◆ **Assigned task**
An exact restatement of the records below is expected.

--- Task data Enclosed Below ---

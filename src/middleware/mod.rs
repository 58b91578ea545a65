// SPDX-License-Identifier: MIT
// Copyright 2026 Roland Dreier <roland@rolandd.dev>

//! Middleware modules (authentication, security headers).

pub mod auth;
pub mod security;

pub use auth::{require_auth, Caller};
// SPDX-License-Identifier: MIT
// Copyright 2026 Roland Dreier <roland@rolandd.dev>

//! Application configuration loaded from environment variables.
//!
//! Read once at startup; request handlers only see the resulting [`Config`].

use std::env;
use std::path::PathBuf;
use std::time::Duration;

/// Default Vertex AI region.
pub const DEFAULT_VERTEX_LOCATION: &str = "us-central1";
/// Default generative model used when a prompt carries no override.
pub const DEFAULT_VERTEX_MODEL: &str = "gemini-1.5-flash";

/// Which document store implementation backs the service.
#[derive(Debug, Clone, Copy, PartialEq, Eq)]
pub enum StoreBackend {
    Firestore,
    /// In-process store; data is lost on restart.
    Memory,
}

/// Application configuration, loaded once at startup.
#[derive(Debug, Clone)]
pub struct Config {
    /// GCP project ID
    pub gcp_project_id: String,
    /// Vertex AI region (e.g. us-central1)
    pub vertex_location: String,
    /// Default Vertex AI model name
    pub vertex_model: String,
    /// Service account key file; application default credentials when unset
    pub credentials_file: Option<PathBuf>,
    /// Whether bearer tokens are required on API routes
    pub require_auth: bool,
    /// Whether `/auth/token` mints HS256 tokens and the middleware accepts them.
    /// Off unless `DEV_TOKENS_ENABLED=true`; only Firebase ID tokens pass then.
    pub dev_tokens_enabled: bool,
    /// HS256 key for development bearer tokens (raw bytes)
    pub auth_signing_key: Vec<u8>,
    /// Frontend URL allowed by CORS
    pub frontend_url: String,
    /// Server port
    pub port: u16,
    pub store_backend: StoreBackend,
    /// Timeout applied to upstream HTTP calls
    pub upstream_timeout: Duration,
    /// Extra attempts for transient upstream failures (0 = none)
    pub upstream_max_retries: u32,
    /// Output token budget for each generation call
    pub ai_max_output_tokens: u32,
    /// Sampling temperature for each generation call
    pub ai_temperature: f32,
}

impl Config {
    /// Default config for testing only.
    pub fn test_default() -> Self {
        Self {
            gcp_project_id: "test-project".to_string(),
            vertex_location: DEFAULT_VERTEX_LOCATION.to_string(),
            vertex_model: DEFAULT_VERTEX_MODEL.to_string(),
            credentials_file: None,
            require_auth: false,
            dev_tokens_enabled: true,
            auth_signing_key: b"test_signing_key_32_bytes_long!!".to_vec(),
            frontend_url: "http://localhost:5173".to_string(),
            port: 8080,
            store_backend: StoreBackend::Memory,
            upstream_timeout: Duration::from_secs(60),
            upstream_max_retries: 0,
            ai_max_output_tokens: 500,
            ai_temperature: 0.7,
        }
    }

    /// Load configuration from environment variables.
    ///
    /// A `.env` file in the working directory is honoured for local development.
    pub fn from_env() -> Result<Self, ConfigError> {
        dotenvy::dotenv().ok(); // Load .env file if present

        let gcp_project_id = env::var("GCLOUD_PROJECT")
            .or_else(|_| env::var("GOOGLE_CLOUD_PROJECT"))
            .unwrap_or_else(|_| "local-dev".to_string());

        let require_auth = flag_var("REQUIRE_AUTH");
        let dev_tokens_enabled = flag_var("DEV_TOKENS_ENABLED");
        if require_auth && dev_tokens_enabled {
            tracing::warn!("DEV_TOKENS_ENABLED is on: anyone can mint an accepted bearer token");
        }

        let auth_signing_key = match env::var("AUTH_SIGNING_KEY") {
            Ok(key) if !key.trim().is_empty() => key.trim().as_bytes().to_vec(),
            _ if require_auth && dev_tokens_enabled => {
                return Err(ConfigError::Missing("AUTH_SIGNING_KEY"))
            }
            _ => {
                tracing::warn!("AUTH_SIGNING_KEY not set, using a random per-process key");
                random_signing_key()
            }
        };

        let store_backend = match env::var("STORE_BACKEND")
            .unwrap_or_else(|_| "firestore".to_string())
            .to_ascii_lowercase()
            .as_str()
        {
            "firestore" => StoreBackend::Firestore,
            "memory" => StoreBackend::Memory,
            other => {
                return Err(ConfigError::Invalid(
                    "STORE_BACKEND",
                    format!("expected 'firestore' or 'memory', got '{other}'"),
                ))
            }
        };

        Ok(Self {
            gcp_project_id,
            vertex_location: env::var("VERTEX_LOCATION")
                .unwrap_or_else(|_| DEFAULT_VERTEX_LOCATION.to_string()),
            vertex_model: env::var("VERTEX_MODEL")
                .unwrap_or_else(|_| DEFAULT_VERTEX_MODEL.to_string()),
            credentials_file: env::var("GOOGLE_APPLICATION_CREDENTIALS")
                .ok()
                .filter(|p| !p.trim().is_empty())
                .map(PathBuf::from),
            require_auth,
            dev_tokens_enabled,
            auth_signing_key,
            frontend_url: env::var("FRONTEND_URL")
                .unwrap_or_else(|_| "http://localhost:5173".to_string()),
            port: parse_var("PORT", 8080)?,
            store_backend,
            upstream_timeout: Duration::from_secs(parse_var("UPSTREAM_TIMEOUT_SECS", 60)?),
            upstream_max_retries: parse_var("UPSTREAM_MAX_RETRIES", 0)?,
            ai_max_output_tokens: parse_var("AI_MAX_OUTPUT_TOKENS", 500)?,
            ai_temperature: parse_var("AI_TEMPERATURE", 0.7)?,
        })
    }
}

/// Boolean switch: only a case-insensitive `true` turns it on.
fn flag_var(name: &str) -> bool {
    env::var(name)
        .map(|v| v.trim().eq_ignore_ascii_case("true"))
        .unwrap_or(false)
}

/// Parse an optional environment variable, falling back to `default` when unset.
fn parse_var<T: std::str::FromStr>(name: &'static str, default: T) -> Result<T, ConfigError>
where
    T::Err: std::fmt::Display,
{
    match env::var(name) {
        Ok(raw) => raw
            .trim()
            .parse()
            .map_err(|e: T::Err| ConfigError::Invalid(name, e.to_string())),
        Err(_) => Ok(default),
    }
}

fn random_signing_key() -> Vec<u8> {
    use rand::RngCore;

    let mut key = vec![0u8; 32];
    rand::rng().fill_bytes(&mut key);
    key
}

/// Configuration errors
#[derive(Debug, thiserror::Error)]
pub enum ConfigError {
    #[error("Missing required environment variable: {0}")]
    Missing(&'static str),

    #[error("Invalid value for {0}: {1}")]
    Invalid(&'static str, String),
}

--- End of Enclosed Task data ---

◆ **Response**
filename src/middleware/mod.rs
repository 58b91578ea545a65
// SPDX-License-Identifier: MIT
// Copyright 2026 Roland Dreier <roland@rolandd.dev>

//! Middleware modules (authentication, security headers).

pub mod auth;
pub mod security;

pub use auth::{require_auth, Caller};
// SPDX-License-Identifier: MIT
// Copyright 2026 Roland Dreier <roland@rolandd.dev>

//! Application configuration loaded from environment variables.
//!
//! Read once at startup; request handlers only see the resulting [`Config`].

use std::env;
use std::path::PathBuf;
use std::time::Duration;

/// Default Vertex AI region.
pub const DEFAULT_VERTEX_LOCATION: &str = "us-central1";
/// Default generative model used when a prompt carries no override.
pub const DEFAULT_VERTEX_MODEL: &str = "gemini-1.5-flash";

/// Which document store implementation backs the service.
#[derive(Debug, Clone, Copy, PartialEq, Eq)]
pub enum StoreBackend {
    Firestore,
    /// In-process store; data is lost on restart.
    Memory,
}

/// Application configuration, loaded once at startup.
#[derive(Debug, Clone)]
pub struct Config {
    /// GCP project ID
    pub gcp_project_id: String,
    /// Vertex AI region (e.g. us-central1)
    pub vertex_location: String,
    /// Default Vertex AI model name
    pub vertex_model: String,
    /// Service account key file; application default credentials when unset
    pub credentials_file: Option<PathBuf>,
    /// Whether bearer tokens are required on API routes
    pub require_auth: bool,
    /// Whether `/auth/token` mints HS256 tokens and the middleware accepts them.
    /// Off unless `DEV_TOKENS_ENABLED=true`; only Firebase ID tokens pass then.
    pub dev_tokens_enabled: bool,
    /// HS256 key for development bearer tokens (raw bytes)
    pub auth_signing_key: Vec<u8>,
    /// Frontend URL allowed by CORS
    pub frontend_url: String,
    /// Server port
    pub port: u16,
    pub store_backend: StoreBackend,
    /// Timeout applied to upstream HTTP calls
    pub upstream_timeout: Duration,
    /// Extra attempts for transient upstream failures (0 = none)
    pub upstream_max_retries: u32,
    /// Output token budget for each generation call
    pub ai_max_output_tokens: u32,
    /// Sampling temperature for each generation call
    pub ai_temperature: f32,
}

impl Config {
    /// Default config for testing only.
    pub fn test_default() -> Self {
        Self {
            gcp_project_id: "test-project".to_string(),
            vertex_location: DEFAULT_VERTEX_LOCATION.to_string(),
            vertex_model: DEFAULT_VERTEX_MODEL.to_string(),
            credentials_file: None,
            require_auth: false,
            dev_tokens_enabled: true,
            auth_signing_key: b"test_signing_key_32_bytes_long!!".to_vec(),
            frontend_url: "http://localhost:5173".to_string(),
            port: 8080,
            store_backend: StoreBackend::Memory,
            upstream_timeout: Duration::from_secs(60),
            upstream_max_retries: 0,
            ai_max_output_tokens: 500,
            ai_temperature: 0.7,
        }
    }

    /// Load configuration from environment variables.
    ///
    /// A `.env` file in the working directory is honoured for local development.
    pub fn from_env() -> Result<Self, ConfigError> {
        dotenvy::dotenv().ok(); // Load .env file if present

        let gcp_project_id = env::var("GCLOUD_PROJECT")
            .or_else(|_| env::var("GOOGLE_CLOUD_PROJECT"))
            .unwrap_or_else(|_| "local-dev".to_string());

        let require_auth = flag_var("REQUIRE_AUTH");
        let dev_tokens_enabled = flag_var("DEV_TOKENS_ENABLED");
        if require_auth && dev_tokens_enabled {
            tracing::warn!("DEV_TOKENS_ENABLED is on: anyone can mint an accepted bearer token");
        }

        let auth_signing_key = match env::var("AUTH_SIGNING_KEY") {
            Ok(key) if !key.trim().is_empty() => key.trim().as_bytes().to_vec(),
            _ if require_auth && dev_tokens_enabled => {
                return Err(ConfigError::Missing("AUTH_SIGNING_KEY"))
            }
            _ => {
                tracing::warn!("AUTH_SIGNING_KEY not set, using a random per-process key");
                random_signing_key()
            }
        };

        let store_backend = match env::var("STORE_BACKEND")
            .unwrap_or_else(|_| "firestore".to_string())
            .to_ascii_lowercase()
            .as_str()
        {
            "firestore" => StoreBackend::Firestore,
            "memory" => StoreBackend::Memory,
            other => {
                return Err(ConfigError::Invalid(
                    "STORE_BACKEND",
                    format!("expected 'firestore' or 'memory', got '{other}'"),
                ))
            }
        };

        Ok(Self {
            gcp_project_id,
            vertex_location: env::var("VERTEX_LOCATION")
                .unwrap_or_else(|_| DEFAULT_VERTEX_LOCATION.to_string()),
            vertex_model: env::var("VERTEX_MODEL")
                .unwrap_or_else(|_| DEFAULT_VERTEX_MODEL.to_string()),
            credentials_file: env::var("GOOGLE_APPLICATION_CREDENTIALS")
                .ok()
                .filter(|p| !p.trim().is_empty())
                .map(PathBuf::from),
            require_auth,
            dev_tokens_enabled,
            auth_signing_key,
            frontend_url: env::var("FRONTEND_URL")
                .unwrap_or_else(|_| "http://localhost:5173".to_string()),
            port: parse_var("PORT", 8080)?,
            store_backend,
            upstream_timeout: Duration::from_secs(parse_var("UPSTREAM_TIMEOUT_SECS", 60)?),
            upstream_max_retries: parse_var("UPSTREAM_MAX_RETRIES", 0)?,
            ai_max_output_tokens: parse_var("AI_MAX_OUTPUT_TOKENS", 500)?,
            ai_temperature: parse_var("AI_TEMPERATURE", 0.7)?,
        })
    }
}

/// Boolean switch: only a case-insensitive `true` turns it on.
fn flag_var(name: &str) -> bool {
    env::var(name)
        .map(|v| v.trim().eq_ignore_ascii_case("true"))
        .unwrap_or(false)
}

/// Parse an optional environment variable, falling back to `default` when unset.
fn parse_var<T: std::str::FromStr>(name: &'static str, default: T) -> Result<T, ConfigError>
where
    T::Err: std::fmt::Display,
{
    match env::var(name) {
        Ok(raw) => raw
            .trim()
            .parse()
            .map_err(|e: T::Err| ConfigError::Invalid(name, e.to_string())),
        Err(_) => Ok(default),
    }
}

fn random_signing_key() -> Vec<u8> {
    use rand::RngCore;

    let mut key = vec![0u8; 32];
    rand::rng().fill_bytes(&mut key);
    key
}

/// Configuration errors
#[derive(Debug, thiserror::Error)]
pub enum ConfigError {
    #[error("Missing required environment variable: {0}")]
    Missing(&'static str),

    #[error("Invalid value for {0}: {1}")]
    Invalid(&'static str, String),
}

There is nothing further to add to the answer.